Freud on group psychology and leaders: The case of Donald Trump

What can Freud teach us regarding the grounds of the ‘leadership’ attributed to the current American president, Donald Trump, if one considers that such ‘leadership’ presupposes the existence of an identifiable ‘group’ of which Trump is the putative leader? It is argued that Freud's Group Psychology and the Analysis of the Ego of 1921 furnishes the conceptual means for clarifying the sense in which Trump can indeed be described as a leader. To be able to show this to be so, the relevant parts of Freud's essay are reconstructed, with particular attention to his claim that what constitutes a group is indissolubly connected with the ‘libidinal ties’ between a leader and his followers—something he elaborates on with reference to two ‘organised’ groups, namely the Roman Catholic Church and the army.
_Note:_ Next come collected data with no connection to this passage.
//! `stage` command: assemble the release tree and optionally archive it.

use crate::archive::{self, ArchiveFormat};
use crate::cli::RuntimeConfig;
use crate::error::Result;
use crate::manifest::{VERSION_FIELD, read_version};
use crate::staging::StagingAssembler;
use std::path::Path;

/// Execute the stage command
pub(super) async fn execute_stage(
    config: &RuntimeConfig,
    archive_format: Option<ArchiveFormat>,
    output_dir: Option<&Path>,
) -> Result<()> {
    let output_dir = output_dir.unwrap_or(&config.tool().release.output_dir);
    let staging_root = config.root().join(output_dir);
    let layout = config.tool().release_layout(config.product());

    config.section("Release staging");
    let assembler = StagingAssembler::new(config.root(), &staging_root);

    assembler.check_layout(&layout)?;
    config.progress(&format!("Preparing {}", staging_root.display()));
    assembler.prepare_destination().await?;

    let files = assembler
        .apply(&layout, |instruction| {
            config.progress(&format!("{}", instruction));
        })
        .await?;
    config.info_println(&format!(
        "Staged {} files from {} instructions into {}",
        files,
        layout.len(),
        staging_root.display()
    ));

    let Some(format) = archive_format else {
        return Ok(());
    };

    let version = read_version(&config.plugin_descriptor(), VERSION_FIELD).await?;
    config.verbose_println(&format!("{} version {}", config.product(), version));

    let archive_base = config
        .root()
        .join(format!("{}-{}", config.product(), version));
    config.progress(&format!("Archiving as {}", format.extension()));
    let archive_path = archive::archive(&staging_root, &archive_base, format).await?;
    config.success_println(&format!("Wrote {}", archive_path.display()));

    Ok(())
}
Freud's claim about the unifying role of a leader in relation to a group, as well as his reminder, that common hatred of something external to the group could also promote unity is considered as far as the relation between Trump and his supporters is concerned, with specific reference to Republican members of the United States Congress and to his ‘base’ among members of the public. Eventually it is Freud's observations on ‘identification’ that appears to provide the key to understanding the sense in which Trump may be called a ‘leader’, specifically that type of identification that pertains to the desire ‘to be something’. Drawing on the work of Naomi Klein on Trump, Freud's insights are brought to bear on the question, what it is about Trump that his followers identify with. It is particularly Klein's insights into the sadistic character of Trump's The Apprentice that supplies the clue for articulating the unconscious grounds of Trump's followers identifying with him: insofar as Trump ‘disavows’ castration (powerlessness) or lack, he embodies an imaginary ‘fullness of being’ with which they identify.